2, In section 4.1, line 260, the authors discussed that the excessive modification of siRNA could lead to the change of a molecule’s function and biodistribution. Could the authors give some examples or literature evidence here? How is the modification going to change the bio-functions of siRNA? And what are the exact consequences of doing so?


3, In section 4.2, line 274, the authors concluded that nanoparticles with average 50-nm in size have the highest cell uptake efficacy. This is case-dependent the optimum size varies significantly with the type of the particle, surface charge and properties (e.g. hydrophobic or hydrophily), and the cell type (please check J. Nanobiotechnology, 2014, 12, 5). I would suggest the authors give more detailed discussions here.


4, In section 4.2, line 289, the authors wrote that ‘negatively charged nanoparticles will be repelled and unable to move inside the cells…’. However, I believe this conclusion is not correct. There is no double that positively charged nanoparticles are more favorable for cell uptake, but numerous researches are reporting that negatively charged NPs could also penetrate cells. For example, He et al found that NPs with slight negative charges and particle size of 150 nm were tended to accumulate in tumor more efficiently (Biomaterials, 2010, 31, 3657). The authors are encouraged to check on some important references and revise this part (e.g ‎Int. J. Nanomed, 2012, 7, 5577; Biomaterials, 2003, 24, 1001)

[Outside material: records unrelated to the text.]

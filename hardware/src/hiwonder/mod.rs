//! Hiwonder HX-35 serial bus servo driver.
//!
//! Layered leaf-first:
//! - [`protocol`]: frame codec for the LewanSoul/Hiwonder command set
//! - [`transport`]: serial byte transport and link-health tracking
//! - [`servo`]: per-servo proxy with cached state and staleness
//! - [`sim`]: in-process simulated bus for tests and dry runs

pub mod protocol;
pub mod servo;
pub mod sim;
pub mod transport;

pub use protocol::{
    counts_to_degrees, decode, degrees_to_counts, encode, AlarmTriggers, CodecError, Command,
    MotorMode, Opcode, Reply, ReplyData, BROADCAST_ID, COUNTS_PER_REV, MAX_SERVO_ID,
    POSITION_MAX, POSITION_MIN_SAFE,
};
pub use servo::{
    move_time_for, scan, Clamp, LinkHealth, MoveOutcome, ServoError, ServoIdentity, ServoProxy,
    ServoResult, ServoRole, ServoSnapshot, ServoState, TravelLimits, TEMP_LIMIT_RANGE,
    VIN_LIMIT_RANGE,
};
pub use sim::{SentCommand, SimHandle, SimServo, SimulatedBus};
pub use transport::{
    LinkParams, LinkSession, SerialTransport, Transport, TransportError, TransportResult,
    DEFAULT_BAUD, DEFAULT_TIMEOUT,
};
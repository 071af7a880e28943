//! Hardware drivers for the eyepiece servo equipment.
//!
//! Each driver is feature-gated for optional compilation.
//!
//! # Features
//!
//! ## Individual Drivers
//! - `hx35` - Hiwonder HX-35 serial bus servos (focuser / zoom eyepiece)
//!
//! ## Convenience Features
//! - `ci-testable` - Drivers with unit tests runnable in CI (no hardware needed)

#[cfg(feature = "hx35")]
pub mod hiwonder;
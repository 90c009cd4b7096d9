//! Unified error types for the Conflux core.
//!
//! Construction-time failures (malformed filter expressions) are kept
//! separate from resolution-time failures (no usable adapter chain):
//! the former are fatal to the registration that caused them, the latter
//! are logged and the offending source is discarded.

use thiserror::Error;

// =============================================================================
// Specification Errors
// =============================================================================

/// Errors raised while constructing a specification.
///
/// Matching itself is total and never fails; everything that can go wrong
/// goes wrong here, at registration time.
#[derive(Debug, Clone, Error)]
pub enum SpecError {
    /// The filter expression could not be parsed.
    #[error("invalid filter expression at offset {position}: {reason} in `{expression}`")]
    InvalidFilter {
        /// The full expression that failed to parse.
        expression: String,
        /// Byte offset of the failure.
        position: usize,
        /// What went wrong.
        reason: String,
    },
}

// =============================================================================
// Adaptation Errors
// =============================================================================

/// Errors raised while resolving or applying an adapter chain.
///
/// All variants are non-fatal to the pipeline: the processor logs them and
/// discards the source.
#[derive(Debug, Clone, Error)]
pub enum AdaptError {
    /// No registered adapter chain reaches a dictionary terminal.
    #[error("no adapter chain reaches a configuration dictionary from {object_type}")]
    NotAdaptable {
        /// Type of the object that could not be adapted.
        object_type: String,
    },

    /// The chain exceeded the hop bound without reaching a dictionary.
    ///
    /// Usually an adapter misconfigured to re-match its own output type.
    #[error("adapter chain exceeded {max_hops} hops without reaching a dictionary")]
    ChainOverflow {
        /// The configured hop bound.
        max_hops: usize,
    },

    /// An adapter matched but failed to transform its input.
    #[error("adapter '{adapter}' failed: {reason}")]
    AdapterFailed {
        /// Identity of the failing adapter.
        adapter: String,
        /// What went wrong.
        reason: String,
    },
}

// =============================================================================
// Result Type Aliases
// =============================================================================

/// Result type for specification construction.
pub type SpecResult<T> = Result<T, SpecError>;

/// Result type for adaptation operations.
pub type AdaptResult<T> = Result<T, AdaptError>;
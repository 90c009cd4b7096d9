//! Descriptive metadata attached to raw payloads.

use indexmap::IndexMap;
use serde_json::Value;

/// An ordered mapping of string keys to scalar values describing a payload.
///
/// Detectors populate metadata when they observe an artifact (mime type,
/// provenance, target identity hints); adapters add to it at each chain
/// hop. Metadata is mutable only while being built: once captured into a
/// [`ConfigurationSource`] it is moved and never touched again.
///
/// Later writers win at the same key, while the key keeps its original
/// position in iteration order.
///
/// [`ConfigurationSource`]: crate::domain::ConfigurationSource
#[derive(Debug, Clone, Default, PartialEq)]
pub struct Metadata {
    entries: IndexMap<String, Value>,
}

impl Metadata {
    /// Creates empty metadata.
    pub fn new() -> Self {
        Self::default()
    }

    /// Inserts an entry, overwriting any previous value at the same key.
    pub fn insert(&mut self, key: impl Into<String>, value: impl Into<Value>) {
        self.entries.insert(key.into(), value.into());
    }

    /// Inserts an entry (builder pattern).
    pub fn with(mut self, key: impl Into<String>, value: impl Into<Value>) -> Self {
        self.insert(key, value);
        self
    }

    /// Returns the value stored at `key`.
    pub fn get(&self, key: &str) -> Option<&Value> {
        self.entries.get(key)
    }

    /// Returns the value at `key` if it is a string.
    ///
    /// Non-string values are treated as absent; target addressing keys are
    /// required to be strings.
    pub fn get_str(&self, key: &str) -> Option<&str> {
        self.entries.get(key).and_then(Value::as_str)
    }

    /// Returns `true` if `key` is present.
    pub fn contains_key(&self, key: &str) -> bool {
        self.entries.contains_key(key)
    }

    /// Merges `other` into this metadata; `other` wins at the same key.
    pub fn merge(&mut self, other: Metadata) {
        for (key, value) in other.entries {
            self.entries.insert(key, value);
        }
    }

    /// Iterates entries in insertion order.
    pub fn iter(&self) -> impl Iterator<Item = (&str, &Value)> {
        self.entries.iter().map(|(k, v)| (k.as_str(), v))
    }

    /// Returns the number of entries.
    pub fn len(&self) -> usize {
        self.entries.len()
    }

    /// Returns `true` if there are no entries.
    pub fn is_empty(&self) -> bool {
        self.entries.is_empty()
    }
}
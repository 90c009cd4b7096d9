//! Configuration loader using figment.
//!
//! Sources are layered, later ones overriding earlier ones:
//!
//! 1. Built-in defaults
//! 2. The main config file (`conflux.toml` in the search paths, or an
//!    explicitly given file)
//! 3. Environment variables (`CONFLUX_*`)
//! 4. Programmatic overrides
//!
//! # Environment Variable Mapping
//!
//! Environment variables use the `CONFLUX_` prefix with `__` as the
//! nesting separator:
//!
//! - `CONFLUX_LOGGING__LEVEL=debug` → `logging.level = "debug"`
//! - `CONFLUX_RESOLVER__MAX_CHAIN_HOPS=4` → `resolver.max_chain_hops = 4`
//!
//! # Example
//!
//! ```rust,ignore
//! use conflux_runtime::config::ConfigLoader;
//!
//! // default locations + environment
//! let config = ConfigLoader::new().with_current_dir().load()?;
//!
//! // a specific file, environment ignored
//! let config = ConfigLoader::new()
//!     .file("deploy/conflux.toml")
//!     .without_env()
//!     .load()?;
//! ```

use std::path::{Path, PathBuf};

use figment::Figment;
use figment::providers::{Env, Format, Serialized, Toml};
use tracing::debug;

use super::error::ConfigResult;
use super::schema::ConfluxConfig;
use super::validation::validate_config;

/// Default configuration file name.
const CONFIG_FILE: &str = "conflux.toml";

/// Configuration loader with figment-based multi-source support.
pub struct ConfigLoader {
    explicit_file: Option<PathBuf>,
    search_paths: Vec<PathBuf>,
    use_env: bool,
    overrides: Option<ConfluxConfig>,
}

impl ConfigLoader {
    /// Creates a loader with defaults and environment enabled.
    pub fn new() -> Self {
        Self {
            explicit_file: None,
            search_paths: Vec::new(),
            use_env: true,
            overrides: None,
        }
    }

    /// Adds the current directory to the search paths.
    pub fn with_current_dir(mut self) -> Self {
        self.search_paths.push(PathBuf::from("."));
        self
    }

    /// Adds a search path for `conflux.toml`.
    pub fn search_path<P: AsRef<Path>>(mut self, path: P) -> Self {
        self.search_paths.push(path.as_ref().to_path_buf());
        self
    }

    /// Sets a specific configuration file to load.
    pub fn file<P: AsRef<Path>>(mut self, path: P) -> Self {
        self.explicit_file = Some(path.as_ref().to_path_buf());
        self
    }

    /// Enables environment variable loading (enabled by default).
    pub fn with_env(mut self) -> Self {
        self.use_env = true;
        self
    }

    /// Disables environment variable loading.
    pub fn without_env(mut self) -> Self {
        self.use_env = false;
        self
    }

    /// Merges programmatic overrides on top of every other source.
    pub fn merge(mut self, config: ConfluxConfig) -> Self {
        self.overrides = Some(config);
        self
    }

    /// Loads and validates the configuration.
    pub fn load(self) -> ConfigResult<ConfluxConfig> {
        let mut figment = Figment::from(Serialized::defaults(ConfluxConfig::default()));

        if let Some(file) = &self.explicit_file {
            debug!(file = %file.display(), "Loading configuration file");
            figment = figment.merge(Toml::file(file));
        } else {
            for dir in &self.search_paths {
                let candidate = dir.join(CONFIG_FILE);
                if candidate.is_file() {
                    debug!(file = %candidate.display(), "Found configuration file");
                    figment = figment.merge(Toml::file(candidate));
                    break;
                }
            }
        }

        if self.use_env {
            figment = figment.merge(Env::prefixed("CONFLUX_").split("__"));
        }

        if let Some(overrides) = self.overrides {
            figment = figment.merge(Serialized::defaults(overrides));
        }

        let config: ConfluxConfig = figment.extract()?;
        validate_config(&config)?;
        Ok(config)
    }
}

impl Default for ConfigLoader {
    fn default() -> Self {
        Self::new()
    }
}

/// Loads configuration from default locations.
pub fn load_config() -> ConfigResult<ConfluxConfig> {
    ConfigLoader::new().with_current_dir().load()
}

/// Loads configuration from a specific file.
pub fn load_config_from_file<P: AsRef<Path>>(path: P) -> ConfigResult<ConfluxConfig> {
    ConfigLoader::new().file(path).load()
}

// =============================================================================
// Tests
// =============================================================================
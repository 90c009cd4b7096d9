//! Detector boundary.
//!
//! Detectors (a directory watcher over packaged artifacts, a registry
//! watcher over live objects) are external collaborators with one
//! contract: on observe, produce zero-or-one configuration source; on
//! remove, produce zero-or-one delete. Their internal polling or callback
//! mechanism is irrelevant here; they talk to the pipeline through a
//! channel feeding the processor.
//!
//! # Example
//!
//! ```rust,ignore
//! use conflux_runtime::detector::{DetectorEvent, detector_channel, spawn_detector_bridge};
//!
//! let (events, receiver) = detector_channel();
//! let bridge = spawn_detector_bridge("scanner.directory", receiver, processor);
//!
//! // inside the watcher callback:
//! events.send(DetectorEvent::Observed { payload, metadata }).ok();
//! ```

use std::sync::Arc;

use tokio::sync::mpsc;
use tokio::task::JoinHandle;
use tracing::{debug, trace};

use conflux_core::domain::{Command, ConfigurationSource, Identity, Metadata};
use conflux_core::keys;
use conflux_core::payload::Payload;

use crate::processor::CommandProcessor;

/// An observation reported by a detector.
#[derive(Debug)]
pub enum DetectorEvent {
    /// A configuration-bearing object appeared or changed.
    Observed {
        /// The raw object.
        payload: Payload,
        /// Descriptive metadata captured at observation time.
        metadata: Metadata,
    },
    /// A previously observed object disappeared.
    Removed {
        /// The metadata identifying what disappeared.
        metadata: Metadata,
    },
}

/// Sender half handed to a detector.
pub type DetectorSender = mpsc::UnboundedSender<DetectorEvent>;

/// Creates the channel connecting a detector to the pipeline.
///
/// Unbounded on purpose: a detector callback must never block.
pub fn detector_channel() -> (DetectorSender, mpsc::UnboundedReceiver<DetectorEvent>) {
    mpsc::unbounded_channel()
}

/// Spawns the task bridging detector events into processor commands.
///
/// Target identity extraction reads the well-known metadata keys: an
/// event whose metadata addresses no configuration target produces no
/// command and is dropped with a trace log. The `agent` name is stamped
/// into observation metadata (under [`keys::INFO_AGENT`]) when the
/// detector did not set one itself.
///
/// The task ends when the detector drops its sender.
pub fn spawn_detector_bridge(
    agent: impl Into<String>,
    mut events: mpsc::UnboundedReceiver<DetectorEvent>,
    processor: Arc<CommandProcessor>,
) -> JoinHandle<()> {
    let agent = agent.into();
    tokio::spawn(async move {
        debug!(agent = %agent, "Detector bridge started");
        while let Some(event) = events.recv().await {
            match event {
                DetectorEvent::Observed {
                    payload,
                    mut metadata,
                } => {
                    if !metadata.contains_key(keys::INFO_AGENT) {
                        metadata.insert(keys::INFO_AGENT, agent.clone());
                    }
                    if let Some(source) = ConfigurationSource::from_metadata(payload, metadata) {
                        processor.add(Command::Update(source));
                    }
                }
                DetectorEvent::Removed { metadata } => match Identity::from_metadata(&metadata) {
                    Some(identity) => processor.add(Command::Delete(identity)),
                    None => trace!(
                        agent = %agent,
                        "Removal does not address a configuration target, ignoring"
                    ),
                },
            }
        }
        debug!(agent = %agent, "Detector bridge ended");
    })
}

5, One additional important advantage of using iron oxide particles for delivery is they can be delivered to targeted site via an external magnetic field, which can dramatically enhance the therapeutic efficacy. Perhaps the authors could discuss this point in the manuscript.


6, The nanoparticles based co-delivery of anti-cancer drug and siRNA is an important route to enhance the therapeutic outcomes. The authors should give a more detailed discussion regarding this important method.


7, There are two Fig 1 and two Fig 4 in the current version, please check and revise. Also, there are errors in the reference section, please check the abbreviation of the journals, the authors should carefully revise them.

Author Response

Please see the attachment.

Author Response File: Author Response.pdf

Round 2

Reviewer 2 Report

The authors have carefully revised the manuscript, I think the overall quality of the paper now meets the very high standard of this journal.